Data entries

------------------------------

pub mod config;
pub mod db;
pub mod error;
pub mod middleware;
pub mod observability;
pub mod routes;

pub use db::{create_pool, create_read_pool, create_write_pool};
use axum::{
    extract::{Request, State},
    middleware::Next,
    response::Response,
};
use axum_extra::headers::{Authorization, HeaderMapExt, authorization::Bearer};

use crate::{error::ApiError, routes::AppState};

/// Auth extension containing the caller extracted from the bearer token
#[derive(Clone, Debug)]
pub struct Auth {
    pub user_id: String,
    pub is_staff: bool,
}

/// Authentication middleware that validates the `Authorization: Bearer` JWT
///
/// Verifies the user still exists and is active, then inserts the
/// [`Auth`] extension. Responds 401 when:
/// - the header is missing or not a bearer token
/// - the token is invalid or expired
/// - the user was deleted or deactivated
pub async fn auth_middleware(
    State(state): State<AppState>,
    mut req: Request,
    next: Next,
) -> Result<Response, ApiError> {
    let Some(Authorization(bearer)) = req.headers().typed_get::<Authorization<Bearer>>() else {
        tracing::debug!("Missing bearer token");
        return Err(ApiError::Unauthenticated);
    };

    let claims = match cookbook_user::validate_token(bearer.token(), &state.config.jwt.secret) {
        Ok(claims) => claims,
        Err(e) => {
            tracing::warn!("Invalid JWT token: {e}");
            return Err(ApiError::InvalidToken);
        }
    };

    let user = match state.user_command.find(claims.sub).await? {
        Some(user) if user.is_active => user,
        _ => {
            tracing::warn!("Token user not found or inactive");
            return Err(ApiError::InvalidToken);
        }
    };

    req.extensions_mut().insert(Auth {
        user_id: user.id,
        is_staff: user.is_staff,
    });

    Ok(next.run(req).await)
}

------------------------------

• **YOUR TASK**: From the entries above, show each line that includes the string "Request".

• **RESULT OF THE EXERCISE**:
    extract::{Request, State},
    mut req: Request,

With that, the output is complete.